Simultaneous determination of selected eicosanoids by reversed-phase HPLC method using fluorescence detection and application to rat and human plasma, and rat heart and kidney samples.

Eicosanoids are biologically active lipid-derived oxidative metabolites of arachidonic acid. We, herein, present an improved sensitive, selective and robust high performance liquid chromatography (HPLC)-fluorescence assay for simultaneous quantification of eicosanoids in human plasma and rat tissues. Aliquots of 200 μL of plasma or 30 mg of heart or kidney tissues were spiked with 16-hydroxydecanoic acid as internal standard, and extracted with anhydrous acetonitrile using solid phase cartridges.

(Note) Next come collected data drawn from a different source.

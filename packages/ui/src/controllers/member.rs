use store::{Gateway, Order, Post, Profile, Query, ReadStatus};

use super::ViewStatus;

/// Read-only view of another member (`/membre/:id`).
#[derive(Clone, Debug)]
pub struct MemberController<G> {
    gateway: G,
    pub member_id: String,
    pub profile: Option<Profile>,
    /// Newest first.
    pub posts: Vec<Post>,
    pub status: ViewStatus,
}

impl<G: Gateway> MemberController<G> {
    pub fn new(gateway: G, member_id: impl Into<String>) -> Self {
        Self {
            gateway,
            member_id: member_id.into(),
            profile: None,
            posts: Vec::new(),
            status: ViewStatus::loading(),
        }
    }

    pub async fn load(&mut self) {
        self.status.loading = true;

        let by_id = Query::new().eq("id", self.member_id.as_str());
        match self.gateway.single::<Profile>(&by_id).await {
            Ok(profile) => self.profile = Some(profile),
            Err(err) => return self.status.fail_load("Utilisateur introuvable.", &err),
        }

        let posts = Query::new()
            .eq("user_id", self.member_id.as_str())
            .order("created_at", Order::Desc);
        match self.gateway.select::<Post>(&posts).await {
            Ok(posts) => {
                self.posts = posts;
                self.status.loading = false;
            }
            Err(err) => self
                .status
                .fail_load("Erreur lors du chargement de ses livres.", &err),
        }
    }

    pub fn shelf(&self, status: ReadStatus) -> Vec<&Post> {
        self.posts.iter().filter(|p| p.status == status).collect()
    }

    pub fn count(&self, status: ReadStatus) -> usize {
        self.posts.iter().filter(|p| p.status == status).count()
    }
}
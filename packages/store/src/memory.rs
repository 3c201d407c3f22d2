use std::collections::HashMap;
use std::sync::{Arc, Mutex, MutexGuard};

use chrono::{DateTime, Duration, Utc};
use serde::Serialize;
use serde_json::Value;

use crate::gateway::{Gateway, GatewayError, GatewayResult, UploadOptions};
use crate::models::{Identity, Record, Session, Table};
use crate::query::Query;

/// In-memory Gateway for tests and offline demos.
///
/// Emulates what the hosted platform enforces: generated ids and timestamps,
/// unique constraints, password accounts, one current session and a public
/// object store. Clones share all state.
#[derive(Clone, Debug, Default)]
pub struct MemoryGateway {
    inner: Arc<Mutex<Inner>>,
}

#[derive(Debug, Default)]
struct Inner {
    tables: HashMap<Table, Vec<Value>>,
    accounts: Vec<Account>,
    session: Option<Session>,
    objects: HashMap<(String, String), Vec<u8>>,
    failures: HashMap<Table, String>,
    last_created_at: Option<DateTime<Utc>>,
    writes: usize,
}

#[derive(Debug, Clone)]
struct Account {
    identity: Identity,
    password: String,
}

const PUBLIC_URL_BASE: &str = "memory://storage";

impl MemoryGateway {
    pub fn new() -> Self {
        Self::default()
    }

    fn lock(&self) -> MutexGuard<'_, Inner> {
        self.inner.lock().unwrap_or_else(|poisoned| poisoned.into_inner())
    }

    /// Make the next call touching `table` fail with `message`.
    pub fn fail_next(&self, table: Table, message: impl Into<String>) {
        self.lock().failures.insert(table, message.into());
    }

    /// Number of successful or attempted row and file writes so far.
    pub fn write_count(&self) -> usize {
        self.lock().writes
    }

    /// Raw rows of a table, in insertion order.
    pub fn rows(&self, table: Table) -> Vec<Value> {
        self.lock().tables.get(&table).cloned().unwrap_or_default()
    }

    /// Stored bytes of an uploaded object.
    pub fn object(&self, bucket: &str, path: &str) -> Option<Vec<u8>> {
        self.lock()
            .objects
            .get(&(bucket.to_string(), path.to_string()))
            .cloned()
    }

    /// Sign in as an existing identity without a password, for test setup.
    pub fn act_as(&self, user_id: &str) -> GatewayResult<Session> {
        let mut inner = self.lock();
        let account = inner
            .accounts
            .iter()
            .find(|a| a.identity.id == user_id)
            .cloned()
            .ok_or_else(|| GatewayError::Auth("User not found".to_string()))?;
        let session = new_session(account.identity);
        inner.session = Some(session.clone());
        Ok(session)
    }
}

impl Inner {
    fn take_failure(&mut self, table: Table) -> GatewayResult<()> {
        match self.failures.remove(&table) {
            Some(message) => Err(GatewayError::Rejected {
                code: None,
                message,
            }),
            None => Ok(()),
        }
    }

    /// Strictly increasing timestamps so recency ordering is deterministic.
    fn next_timestamp(&mut self) -> DateTime<Utc> {
        let mut now = Utc::now();
        if let Some(last) = self.last_created_at {
            if now <= last {
                now = last + Duration::microseconds(1);
            }
        }
        self.last_created_at = Some(now);
        now
    }

    fn check_unique(&self, table: Table, candidate: &Value, skip: Option<usize>) -> GatewayResult<()> {
        let rows = self.tables.get(&table).map(Vec::as_slice).unwrap_or(&[]);
        for key in table.unique_keys() {
            let values: Vec<&Value> = key.iter().map(|c| candidate.get(*c).unwrap_or(&Value::Null)).collect();
            // NULLs never collide, as in SQL
            if values.iter().any(|v| v.is_null()) {
                continue;
            }
            let clash = rows.iter().enumerate().any(|(index, row)| {
                Some(index) != skip
                    && key
                        .iter()
                        .zip(&values)
                        .all(|(c, v)| row.get(*c).unwrap_or(&Value::Null) == *v)
            });
            if clash {
                return Err(GatewayError::Conflict {
                    table,
                    message: format!("{}_{}_key", table.name(), key.join("_")),
                });
            }
        }
        Ok(())
    }

    fn prepare_insert(&mut self, table: Table, row: Value) -> GatewayResult<Value> {
        let Value::Object(mut map) = row else {
            return Err(GatewayError::Rejected {
                code: None,
                message: format!("rows for {table} must be objects"),
            });
        };
        if table.generates_id() && map.get("id").map_or(true, Value::is_null) {
            map.insert("id".to_string(), Value::String(uuid::Uuid::new_v4().to_string()));
        }
        if table.has_created_at() && map.get("created_at").map_or(true, Value::is_null) {
            let ts = self.next_timestamp();
            map.insert("created_at".to_string(), serde_json::to_value(ts)?);
        }
        for column in table.primary_key() {
            if map.get(*column).map_or(true, Value::is_null) {
                return Err(GatewayError::Rejected {
                    code: Some("23502".to_string()),
                    message: format!("null value in column \"{column}\" of relation \"{table}\""),
                });
            }
        }
        Ok(Value::Object(map))
    }
}

fn new_session(identity: Identity) -> Session {
    Session {
        access_token: uuid::Uuid::new_v4().to_string(),
        refresh_token: Some(uuid::Uuid::new_v4().to_string()),
        expires_at: Some((Utc::now() + Duration::hours(1)).timestamp()),
        user: identity,
    }
}

fn merge(target: &mut Value, patch: &Value) {
    if let (Value::Object(target), Value::Object(patch)) = (target, patch) {
        for (key, value) in patch {
            target.insert(key.clone(), value.clone());
        }
    }
}

fn decode<R: Record>(rows: Vec<Value>) -> GatewayResult<Vec<R>> {
    rows.into_iter()
        .map(|row| serde_json::from_value(row).map_err(GatewayError::from))
        .collect()
}

impl Gateway for MemoryGateway {
    async fn sign_up(&self, email: &str, password: &str) -> GatewayResult<Identity> {
        let mut inner = self.lock();
        let email = email.trim().to_lowercase();
        if email.is_empty() || !email.contains('@') {
            return Err(GatewayError::Auth("Unable to validate email address: invalid format".to_string()));
        }
        if password.len() < 6 {
            return Err(GatewayError::Auth("Password should be at least 6 characters.".to_string()));
        }
        if inner
            .accounts
            .iter()
            .any(|a| a.identity.email.as_deref() == Some(email.as_str()))
        {
            return Err(GatewayError::Auth("User already registered".to_string()));
        }
        let identity = Identity {
            id: uuid::Uuid::new_v4().to_string(),
            email: Some(email),
            created_at: Utc::now(),
        };
        inner.accounts.push(Account {
            identity: identity.clone(),
            password: password.to_string(),
        });
        inner.session = Some(new_session(identity.clone()));
        Ok(identity)
    }

    async fn sign_in(&self, email: &str, password: &str) -> GatewayResult<Session> {
        let mut inner = self.lock();
        let email = email.trim().to_lowercase();
        let account = inner
            .accounts
            .iter()
            .find(|a| a.identity.email.as_deref() == Some(email.as_str()) && a.password == password)
            .cloned()
            .ok_or_else(|| GatewayError::Auth("Invalid login credentials".to_string()))?;
        let session = new_session(account.identity);
        inner.session = Some(session.clone());
        Ok(session)
    }

    async fn sign_out(&self) -> GatewayResult<()> {
        self.lock().session = None;
        Ok(())
    }

    async fn session(&self) -> GatewayResult<Option<Session>> {
        let now = Utc::now();
        Ok(self
            .lock()
            .session
            .clone()
            .filter(|s| !s.is_expired_at(now)))
    }

    async fn current_user(&self) -> GatewayResult<Option<Identity>> {
        Ok(self.session().await?.map(|s| s.user))
    }

    async fn select<R: Record>(&self, query: &Query) -> GatewayResult<Vec<R>> {
        let mut inner = self.lock();
        inner.take_failure(R::TABLE)?;
        let rows = inner.tables.get(&R::TABLE).map(Vec::as_slice).unwrap_or(&[]);
        decode(query.apply(rows))
    }

    async fn count<R: Record>(&self, query: &Query) -> GatewayResult<usize> {
        let mut inner = self.lock();
        inner.take_failure(R::TABLE)?;
        Ok(inner
            .tables
            .get(&R::TABLE)
            .map(|rows| rows.iter().filter(|row| query.matches(row)).count())
            .unwrap_or(0))
    }

    async fn insert<R: Record, N: Serialize>(&self, rows: &[N]) -> GatewayResult<Vec<R>> {
        let mut inner = self.lock();
        inner.writes += 1;
        inner.take_failure(R::TABLE)?;

        // Validate the whole batch before storing anything
        let mut prepared = Vec::with_capacity(rows.len());
        for row in rows {
            let row = inner.prepare_insert(R::TABLE, serde_json::to_value(row)?)?;
            inner.check_unique(R::TABLE, &row, None)?;
            let batch = Inner {
                tables: HashMap::from([(R::TABLE, prepared.clone())]),
                ..Inner::default()
            };
            batch.check_unique(R::TABLE, &row, None)?;
            prepared.push(row);
        }

        inner
            .tables
            .entry(R::TABLE)
            .or_default()
            .extend(prepared.iter().cloned());
        decode(prepared)
    }

    async fn update<R: Record>(&self, query: &Query, patch: &Value) -> GatewayResult<()> {
        let mut inner = self.lock();
        inner.writes += 1;
        inner.take_failure(R::TABLE)?;

        let mut rows = inner.tables.get(&R::TABLE).cloned().unwrap_or_default();
        let targets: Vec<usize> = rows
            .iter()
            .enumerate()
            .filter(|(_, row)| query.matches(row))
            .map(|(index, _)| index)
            .collect();
        for index in &targets {
            merge(&mut rows[*index], patch);
        }

        let snapshot = Inner {
            tables: HashMap::from([(R::TABLE, rows.clone())]),
            ..Inner::default()
        };
        for index in &targets {
            snapshot.check_unique(R::TABLE, &rows[*index], Some(*index))?;
        }

        inner.tables.insert(R::TABLE, rows);
        Ok(())
    }

    async fn delete<R: Record>(&self, query: &Query) -> GatewayResult<()> {
        let mut inner = self.lock();
        inner.writes += 1;
        inner.take_failure(R::TABLE)?;
        if let Some(rows) = inner.tables.get_mut(&R::TABLE) {
            rows.retain(|row| !query.matches(row));
        }
        Ok(())
    }

    async fn upsert<R: Record, N: Serialize>(&self, row: &N) -> GatewayResult<()> {
        let mut inner = self.lock();
        inner.writes += 1;
        inner.take_failure(R::TABLE)?;

        let row = serde_json::to_value(row)?;
        let key = R::TABLE.primary_key();
        let existing = inner.tables.get(&R::TABLE).and_then(|rows| {
            rows.iter().position(|stored| {
                key.iter()
                    .all(|c| stored.get(*c).is_some() && stored.get(*c) == row.get(*c))
            })
        });

        match existing {
            Some(index) => {
                let rows = inner.tables.entry(R::TABLE).or_default();
                merge(&mut rows[index], &row);
            }
            None => {
                let row = inner.prepare_insert(R::TABLE, row)?;
                inner.check_unique(R::TABLE, &row, None)?;
                inner.tables.entry(R::TABLE).or_default().push(row);
            }
        }
        Ok(())
    }

    async fn upload(
        &self,
        bucket: &str,
        path: &str,
        bytes: Vec<u8>,
        options: UploadOptions,
    ) -> GatewayResult<String> {
        let mut inner = self.lock();
        inner.writes += 1;
        if inner.session.is_none() {
            return Err(GatewayError::Unauthenticated);
        }
        let key = (bucket.to_string(), path.to_string());
        if !options.overwrite && inner.objects.contains_key(&key) {
            return Err(GatewayError::Storage("The resource already exists".to_string()));
        }
        inner.objects.insert(key, bytes);
        Ok(format!("{PUBLIC_URL_BASE}/{bucket}/{path}"))
    }
}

The eluted samples were dried, reconstituted in anhydrous acetonitrile and labeled with 2-(2,3-naphthalimino)ethyl-trifluoromethanesulphonate in the presence of saturated potassium fluoride solution in anhydrous acetonitrile and N,N-diiospropylethylamine as catalyst. The derivatized eicosanoids were extracted with anhydrous acetonitrile using solid phase cartridges. Chromatographic separation was achieved on a C18 reversed phase column using gradient mobile phase of 0.05% of formic acid:acetonitrile:water at 0.8 mL/min flow rate. The analytes were detected at excitation and emission wavelength of 260 and 396 nm, respectively. The assay was linear (r(2)≥ 0.98) in the concentration range of 0.01-2.5 μg/mL. The intra-day and inter-day coefficients variation was less than 19.8%. Using this assay, we were able to quantify arachidonic acid metabolites simultaneously in human and rat biological samples.